Where a line of the records holds the string "actors", copy that line.

──────────

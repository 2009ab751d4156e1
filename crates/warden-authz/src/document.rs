// Copyright (c) 2025 Geoffrey Huntley <ghuntley@ghuntley.com>. All rights reserved.
// SPDX-License-Identifier: Proprietary

//! Serializable snapshot document.
//!
//! This is the on-disk shape of a snapshot (TOML or JSON). Roles may be
//! referenced by id or by name within their tenant, and tenants may opt in to
//! the system role templates. [`SnapshotDocument::into_builder`] resolves
//! those references; [`SnapshotBuilder::build`] does the rest of the
//! validation.

use serde::{Deserialize, Serialize};
use std::collections::HashMap;

use crate::actor::Actor;
use crate::error::{ConfigResult, ConfigurationError};
use crate::policy::PolicyDefinition;
use crate::relationship::{RelationDefinition, ResourceRelationship};
use crate::role::Role;
use crate::snapshot::SnapshotBuilder;
use crate::types::{ActorId, RoleId, Tenant, TenantId};

/// A role reference: a UUID or a role name in the referencing tenant.
#[derive(Debug, Clone, PartialEq, Eq, Serialize, Deserialize)]
#[serde(untagged)]
pub enum RoleRef {
	Id(RoleId),
	Name(String),
}

#[derive(Debug, Clone, PartialEq, Serialize, Deserialize)]
pub struct TenantDocument {
	#[serde(flatten)]
	pub tenant: Tenant,
	#[serde(default)]
	pub seed_system_roles: bool,
}

#[derive(Debug, Clone, PartialEq, Serialize, Deserialize)]
pub struct RoleDocument {
	#[serde(default)]
	pub id: Option<RoleId>,
	pub tenant_id: TenantId,
	pub name: String,
	#[serde(default)]
	pub description: Option<String>,
	#[serde(default)]
	pub permissions: Vec<String>,
	#[serde(default)]
	pub inherits_from: Option<RoleRef>,
}

#[derive(Debug, Clone, PartialEq, Serialize, Deserialize)]
pub struct MembershipDocument {
	pub actor_id: ActorId,
	pub tenant_id: TenantId,
	pub role: RoleRef,
}

#[derive(Debug, Clone, Default, PartialEq, Serialize, Deserialize)]
pub struct SnapshotDocument {
	#[serde(default)]
	pub tenants: Vec<TenantDocument>,
	#[serde(default)]
	pub actors: Vec<Actor>,
	#[serde(default)]
	pub roles: Vec<RoleDocument>,
	#[serde(default)]
	pub memberships: Vec<MembershipDocument>,
	#[serde(default)]
	pub relationships: Vec<ResourceRelationship>,
	#[serde(default)]
	pub policies: Vec<PolicyDefinition>,
	#[serde(default)]
	pub relations: Vec<RelationDefinition>,
}

impl SnapshotDocument {
	/// Resolves role references and returns a builder ready to validate.
	pub fn into_builder(self) -> ConfigResult<SnapshotBuilder> {
		let mut builder = SnapshotBuilder::new();

		for doc in self.tenants {
			let id = doc.tenant.id;
			builder = builder.tenant(doc.tenant);
			if doc.seed_system_roles {
				builder = builder.system_roles(id);
			}
		}

		let assigned: Vec<RoleId> = self
			.roles
			.iter()
			.map(|r| r.id.unwrap_or_else(RoleId::generate))
			.collect();

		let mut names: HashMap<(TenantId, String), RoleId> = builder
			.roles()
			.iter()
			.map(|r| ((r.tenant_id, r.name.clone()), r.id))
			.collect();
		for (doc, id) in self.roles.iter().zip(&assigned) {
			names.insert((doc.tenant_id, doc.name.clone()), *id);
		}

		let resolve = |tenant: TenantId, role: &RoleRef| -> ConfigResult<RoleId> {
			match role {
				RoleRef::Id(id) => Ok(*id),
				RoleRef::Name(name) => names
					.get(&(tenant, name.clone()))
					.copied()
					.ok_or_else(|| ConfigurationError::UnknownRoleName {
						tenant,
						name: name.clone(),
					}),
			}
		};

		for (doc, id) in self.roles.into_iter().zip(assigned) {
			let inherits_from = doc
				.inherits_from
				.as_ref()
				.map(|parent| resolve(doc.tenant_id, parent))
				.transpose()?;
			builder = builder.role(Role {
				id,
				tenant_id: doc.tenant_id,
				name: doc.name,
				description: doc.description,
				permissions: doc.permissions,
				inherits_from,
				is_system: false,
			});
		}

		for m in self.memberships {
			let role_id = resolve(m.tenant_id, &m.role)?;
			builder = builder.membership(m.actor_id, m.tenant_id, role_id);
		}

		for actor in self.actors {
			builder = builder.actor(actor);
		}
		for edge in self.relationships {
			builder = builder.relationship(edge);
		}
		for policy in self.policies {
			builder = builder.policy(policy);
		}
		for relation in self.relations {
			builder = builder.relation(relation);
		}

		Ok(builder)
	}
}
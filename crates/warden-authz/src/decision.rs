// Copyright (c) 2025 Geoffrey Huntley <ghuntley@ghuntley.com>. All rights reserved.
// SPDX-License-Identifier: Proprietary

//! Decision requests, results and audit records.

use chrono::{DateTime, Utc};
use serde::{Deserialize, Serialize, Serializer};
use std::fmt;
use uuid::Uuid;

use crate::actor::{ActorKind, AttributeMap};
use crate::types::{ActorId, PolicyId, TenantId};

/// A single authorization question.
///
/// The caller resolves the resource and pre-fetches its attributes; the engine
/// performs no existence checks.
#[derive(Debug, Clone, PartialEq, Serialize, Deserialize)]
pub struct DecisionRequest {
	pub actor_id: ActorId,
	pub actor_kind: ActorKind,
	/// Required permission, e.g. `project:settings:write`.
	pub action: String,
	pub tenant_id: TenantId,
	pub resource_type: String,
	#[serde(default)]
	pub resource_id: Option<String>,
	#[serde(default)]
	pub resource_attributes: AttributeMap,
	/// Caller-supplied environment values, e.g. `{"time": {"hour": 14}}`.
	#[serde(default)]
	pub context: AttributeMap,
}

impl DecisionRequest {
	pub fn new(
		actor_id: ActorId,
		actor_kind: ActorKind,
		action: impl Into<String>,
		tenant_id: TenantId,
		resource_type: impl Into<String>,
	) -> Self {
		Self {
			actor_id,
			actor_kind,
			action: action.into(),
			tenant_id,
			resource_type: resource_type.into(),
			resource_id: None,
			resource_attributes: AttributeMap::new(),
			context: AttributeMap::new(),
		}
	}

	pub fn with_resource_id(mut self, id: impl Into<String>) -> Self {
		self.resource_id = Some(id.into());
		self
	}

	pub fn with_resource_attributes(mut self, attributes: AttributeMap) -> Self {
		self.resource_attributes = attributes;
		self
	}

	pub fn with_context(mut self, context: AttributeMap) -> Self {
		self.context = context;
		self
	}
}

/// Why a decision came out the way it did.
#[derive(Debug, Clone, PartialEq, Eq, Hash)]
pub enum DecisionReason {
	Elevated,
	Owner,
	Relationship(String),
	Role(String),
	PolicyAllow,
	PolicyDeny,
	NoMatchingGrant,
	InternalError,
	ActorInactive,
	TenantInactive,
	TenantMismatch,
}

impl DecisionReason {
	/// Whether a decision with this reason may be served from a cache.
	///
	/// Bypass paths and failures are always re-evaluated.
	pub fn is_cacheable(&self) -> bool {
		!matches!(
			self,
			DecisionReason::Elevated | DecisionReason::Owner | DecisionReason::InternalError
		)
	}
}

impl fmt::Display for DecisionReason {
	fn fmt(&self, f: &mut fmt::Formatter<'_>) -> fmt::Result {
		match self {
			DecisionReason::Elevated => f.write_str("elevated"),
			DecisionReason::Owner => f.write_str("owner"),
			DecisionReason::Relationship(kind) => write!(f, "relationship:{kind}"),
			DecisionReason::Role(name) => write!(f, "role:{name}"),
			DecisionReason::PolicyAllow => f.write_str("policy-allow"),
			DecisionReason::PolicyDeny => f.write_str("policy-deny"),
			DecisionReason::NoMatchingGrant => f.write_str("no-matching-grant"),
			DecisionReason::InternalError => f.write_str("internal-error"),
			DecisionReason::ActorInactive => f.write_str("actor-inactive"),
			DecisionReason::TenantInactive => f.write_str("tenant-inactive"),
			DecisionReason::TenantMismatch => f.write_str("tenant-mismatch"),
		}
	}
}

impl Serialize for DecisionReason {
	fn serialize<S: Serializer>(&self, serializer: S) -> Result<S::Ok, S::Error> {
		serializer.collect_str(self)
	}
}

/// The rules that contributed to a decision.
#[derive(Debug, Clone, Default, PartialEq, Eq, Serialize)]
pub struct MatchedRules {
	pub ownership: bool,
	pub relationship: Option<String>,
	/// Role chain walked to the matching role.
	pub roles: Vec<String>,
	/// Deny policy ids when denied by policy, allow policy ids otherwise.
	pub policies: Vec<PolicyId>,
}

/// Immutable result of one evaluation. For internal audit use only; untrusted
/// callers get [`Decision::public`].
#[derive(Debug, Clone, PartialEq, Eq, Serialize)]
pub struct Decision {
	pub allowed: bool,
	pub reason: DecisionReason,
	pub matched: MatchedRules,
	/// Version of the snapshot the decision was evaluated against. Zero when
	/// no snapshot could be read.
	pub snapshot_version: u64,
}

impl Decision {
	pub fn allow(reason: DecisionReason, matched: MatchedRules, snapshot_version: u64) -> Self {
		Self {
			allowed: true,
			reason,
			matched,
			snapshot_version,
		}
	}

	pub fn deny(reason: DecisionReason, matched: MatchedRules, snapshot_version: u64) -> Self {
		Self {
			allowed: false,
			reason,
			matched,
			snapshot_version,
		}
	}

	/// Closed decision for any internal failure.
	pub fn internal_error(snapshot_version: u64) -> Self {
		Self::deny(DecisionReason::InternalError, MatchedRules::default(), snapshot_version)
	}

	/// Contributing rule identifiers in evaluation order.
	pub fn rule_ids(&self) -> Vec<String> {
		let mut ids = Vec::new();
		if self.matched.ownership {
			ids.push("owner".to_string());
		}
		if let Some(kind) = &self.matched.relationship {
			ids.push(format!("relationship:{kind}"));
		}
		ids.extend(self.matched.roles.iter().map(|r| format!("role:{r}")));
		ids.extend(self.matched.policies.iter().map(|p| format!("policy:{p}")));
		ids
	}

	pub fn public(&self) -> PublicDecision {
		PublicDecision {
			allowed: self.allowed,
		}
	}
}

/// The only part of a decision safe to return to an untrusted caller.
#[derive(Debug, Clone, Copy, PartialEq, Eq, Serialize)]
pub struct PublicDecision {
	pub allowed: bool,
}

/// Audit record for one decision.
#[derive(Debug, Clone, Serialize)]
pub struct DecisionEvent {
	pub id: Uuid,
	pub timestamp: DateTime<Utc>,
	pub snapshot_version: u64,
	pub actor_id: ActorId,
	pub actor_kind: ActorKind,
	pub tenant_id: TenantId,
	pub action: String,
	pub resource_type: String,
	pub resource_id: Option<String>,
	pub decision: Decision,
}

impl DecisionEvent {
	pub fn new(request: &DecisionRequest, decision: &Decision) -> Self {
		Self {
			id: Uuid::new_v4(),
			timestamp: Utc::now(),
			snapshot_version: decision.snapshot_version,
			actor_id: request.actor_id,
			actor_kind: request.actor_kind,
			tenant_id: request.tenant_id,
			action: request.action.clone(),
			resource_type: request.resource_type.clone(),
			resource_id: request.resource_id.clone(),
			decision: decision.clone(),
		}
	}
}

/// Receives every decision the engine makes. Implementations must not block.
pub trait DecisionRecorder: Send + Sync {
	fn record(&self, event: DecisionEvent);
}
//! Shared error types for the services crate.

use std::path::PathBuf;

use thiserror::Error;

use mcq_core::model::{CatalogError, PermutationError, QuestionId, TestId, TopicId};
use storage::repository::StorageError;
use storage::sqlite::SqliteInitError;

/// Failures loading the catalog or a question set.
///
/// Callers surface these as an empty, unavailable state rather than aborting.
#[derive(Debug, Error)]
#[non_exhaustive]
pub enum ResourceError {
    #[error("failed to read {}: {source}", path.display())]
    Io {
        path: PathBuf,
        #[source]
        source: std::io::Error,
    },
    #[error("failed to parse {}: {source}", path.display())]
    Parse {
        path: PathBuf,
        #[source]
        source: serde_json::Error,
    },
    #[error(transparent)]
    Catalog(#[from] CatalogError),
    #[error("unknown topic {0}")]
    UnknownTopic(TopicId),
    #[error("topic {topic} has no practice test {test}")]
    UnknownTest { topic: TopicId, test: TestId },
    #[error("practice test {topic}/{test} is not available yet")]
    Unavailable { topic: TopicId, test: TestId },
}

/// Errors emitted by session commands.
#[derive(Debug, Error, Clone, PartialEq, Eq)]
#[non_exhaustive]
pub enum SessionError {
    #[error("no bookmarked questions yet; bookmark some questions first")]
    NoBookmarks,
    #[error("question index {index} is out of range for {len} questions")]
    IndexOutOfRange { index: usize, len: usize },
    #[error("no question is currently displayed")]
    NoCurrentQuestion,
    #[error("question {id}: option {index} is out of range for {len} options")]
    InvalidOption {
        id: QuestionId,
        index: usize,
        len: usize,
    },
    #[error("no questions available for session")]
    Empty,
}

/// Errors emitted by the explanation client.
#[derive(Debug, Error)]
#[non_exhaustive]
pub enum ExplanationError {
    #[error("explanations are not configured")]
    Disabled,
    #[error("explanation service returned an empty response")]
    EmptyResponse,
    #[error("explanation request failed with status {0}")]
    HttpStatus(reqwest::StatusCode),
    #[error("explanation service error: {0}")]
    Service(String),
    #[error(transparent)]
    Http(#[from] reqwest::Error),
}

/// Errors emitted by `StudyService`.
#[derive(Debug, Error)]
#[non_exhaustive]
pub enum StudyError {
    #[error(transparent)]
    Resource(#[from] ResourceError),
    #[error(transparent)]
    Session(#[from] SessionError),
    #[error(transparent)]
    Permutation(#[from] PermutationError),
    #[error(transparent)]
    Storage(#[from] StorageError),
    #[error(transparent)]
    Sqlite(#[from] SqliteInitError),
}
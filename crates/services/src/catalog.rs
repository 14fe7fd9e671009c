use std::collections::{HashMap, HashSet};
use std::path::{Path, PathBuf};
use std::sync::Arc;

use async_trait::async_trait;
use serde::de::DeserializeOwned;

use mcq_core::model::{
    Catalog, PracticeTest, Question, QuestionId, QuestionOrigin, QuestionSetDocument, TestId,
    Topic, TopicId, WrongAnswerEntry,
};
use storage::stores::ProgressStore;

use crate::error::{ResourceError, StudyError};

//
// ─── QUESTION SOURCES ──────────────────────────────────────────────────────────
//

/// Read-only access to the topic catalog and validated question sets.
#[async_trait]
pub trait QuestionSource: Send + Sync {
    /// # Errors
    ///
    /// Returns `ResourceError` when the catalog cannot be read or validated.
    async fn catalog(&self) -> Result<Catalog, ResourceError>;

    /// # Errors
    ///
    /// Returns `ResourceError` for unknown or unavailable tests and for data
    /// files that cannot be read or validated.
    async fn question_set(
        &self,
        topic: &TopicId,
        test: &TestId,
    ) -> Result<Vec<Question>, ResourceError>;
}

fn playable<'a>(
    catalog: &'a Catalog,
    topic: &TopicId,
    test: &TestId,
) -> Result<&'a PracticeTest, ResourceError> {
    let found = catalog
        .topic(topic)
        .ok_or_else(|| ResourceError::UnknownTopic(topic.clone()))?;
    let practice = found
        .practice_test(test)
        .ok_or_else(|| ResourceError::UnknownTest {
            topic: topic.clone(),
            test: test.clone(),
        })?;
    if !practice.status.is_active() {
        return Err(ResourceError::Unavailable {
            topic: topic.clone(),
            test: test.clone(),
        });
    }
    Ok(practice)
}

/// Loads `topics.json` and question-set documents from a directory tree.
///
/// Data file paths in the catalog are relative to `root`.
#[derive(Clone, Debug)]
pub struct FileQuestionSource {
    root: PathBuf,
    catalog_path: PathBuf,
}

impl FileQuestionSource {
    #[must_use]
    pub fn new(root: impl Into<PathBuf>, catalog_path: impl AsRef<Path>) -> Self {
        let root = root.into();
        let catalog_path = root.join(catalog_path);
        Self { root, catalog_path }
    }

    async fn read_json<T: DeserializeOwned>(path: &Path) -> Result<T, ResourceError> {
        let raw = tokio::fs::read_to_string(path)
            .await
            .map_err(|source| ResourceError::Io {
                path: path.to_path_buf(),
                source,
            })?;
        serde_json::from_str(&raw).map_err(|source| ResourceError::Parse {
            path: path.to_path_buf(),
            source,
        })
    }
}

#[async_trait]
impl QuestionSource for FileQuestionSource {
    async fn catalog(&self) -> Result<Catalog, ResourceError> {
        let catalog: Catalog = Self::read_json(&self.catalog_path).await?;
        Ok(catalog.validate()?)
    }

    async fn question_set(
        &self,
        topic: &TopicId,
        test: &TestId,
    ) -> Result<Vec<Question>, ResourceError> {
        let catalog = self.catalog().await?;
        let practice = playable(&catalog, topic, test)?;
        let path = self.root.join(&practice.data_file);
        let document: QuestionSetDocument = Self::read_json(&path).await?;
        let questions = document.into_questions()?;
        tracing::debug!(%topic, %test, count = questions.len(), "loaded question set");
        Ok(questions)
    }
}

/// Catalog and question sets held in memory, for tests and embedding.
#[derive(Clone, Debug, Default)]
pub struct InMemoryQuestionSource {
    catalog: Catalog,
    sets: HashMap<(TopicId, TestId), Vec<Question>>,
}

impl InMemoryQuestionSource {
    #[must_use]
    pub fn new(catalog: Catalog) -> Self {
        Self {
            catalog,
            sets: HashMap::new(),
        }
    }

    #[must_use]
    pub fn with_set(mut self, topic: TopicId, test: TestId, questions: Vec<Question>) -> Self {
        self.sets.insert((topic, test), questions);
        self
    }
}

#[async_trait]
impl QuestionSource for InMemoryQuestionSource {
    async fn catalog(&self) -> Result<Catalog, ResourceError> {
        Ok(self.catalog.clone().validate()?)
    }

    async fn question_set(
        &self,
        topic: &TopicId,
        test: &TestId,
    ) -> Result<Vec<Question>, ResourceError> {
        playable(&self.catalog, topic, test)?;
        Ok(self
            .sets
            .get(&(topic.clone(), test.clone()))
            .cloned()
            .unwrap_or_default())
    }
}

//
// ─── REVIEW SET ────────────────────────────────────────────────────────────────
//

/// A ledger entry resolved to its current question.
#[derive(Debug, Clone, PartialEq, Eq)]
pub struct ReviewItem {
    pub origin: QuestionOrigin,
    pub question: Question,
}

/// Resolve ledger entries to questions, skipping anything that no longer exists.
///
/// Question ids must be unique within a session, so when two contexts share an
/// id only the first entry is kept. An empty result means nothing to review.
pub async fn build_review_set(
    entries: &[WrongAnswerEntry],
    source: &dyn QuestionSource,
) -> Vec<ReviewItem> {
    let mut sets: HashMap<(TopicId, TestId), Option<Vec<Question>>> = HashMap::new();
    let mut seen: HashSet<QuestionId> = HashSet::new();
    let mut items = Vec::new();

    for entry in entries {
        let origin = &entry.origin;
        let key = (origin.topic_id.clone(), origin.test_id.clone());
        if !sets.contains_key(&key) {
            let loaded = match source.question_set(&key.0, &key.1).await {
                Ok(questions) => Some(questions),
                Err(err) => {
                    tracing::warn!(topic = %key.0, test = %key.1, error = %err, "skipping review entries for unavailable test");
                    None
                }
            };
            sets.insert(key.clone(), loaded);
        }

        let Some(question) = sets
            .get(&key)
            .and_then(Option::as_ref)
            .and_then(|qs| qs.iter().find(|q| q.id() == origin.question_id))
        else {
            tracing::warn!(question = %origin.question_id, "skipping review entry for missing question");
            continue;
        };

        if !seen.insert(question.id()) {
            tracing::warn!(question = %origin.question_id, "skipping review entry with duplicate question id");
            continue;
        }
        items.push(ReviewItem {
            origin: origin.clone(),
            question: question.clone(),
        });
    }

    items
}

//
// ─── CATALOG OVERVIEW ──────────────────────────────────────────────────────────
//

#[derive(Debug, Clone, PartialEq, Eq)]
pub struct PracticeTestOverview {
    pub test: PracticeTest,
    pub percent: u8,
}

#[derive(Debug, Clone, PartialEq, Eq)]
pub struct TopicOverview {
    pub topic: Topic,
    pub percent: u8,
    pub tests: Vec<PracticeTestOverview>,
}

/// Topic and practice-test listings annotated with stored progress.
#[derive(Clone)]
pub struct CatalogService {
    source: Arc<dyn QuestionSource>,
    progress: ProgressStore,
}

impl CatalogService {
    #[must_use]
    pub fn new(source: Arc<dyn QuestionSource>, progress: ProgressStore) -> Self {
        Self { source, progress }
    }

    /// # Errors
    ///
    /// Returns `StudyError` when the catalog or stored progress cannot be read.
    pub async fn overview(&self) -> Result<Vec<TopicOverview>, StudyError> {
        let catalog = self.source.catalog().await?;
        let mut topics = Vec::with_capacity(catalog.topics.len());
        for topic in catalog.topics {
            let percent = self.progress.topic_completion_percent(&topic).await?;
            let mut tests = Vec::with_capacity(topic.practice_tests.len());
            for test in &topic.practice_tests {
                let percent = self
                    .progress
                    .completion_percent(&topic.id, &test.id, test.question_count as usize)
                    .await?;
                tests.push(PracticeTestOverview {
                    test: test.clone(),
                    percent,
                });
            }
            topics.push(TopicOverview {
                topic,
                percent,
                tests,
            });
        }
        Ok(topics)
    }
}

──────────

Task answer>
	pub actors: Vec<Actor>,
		for actor in self.actors {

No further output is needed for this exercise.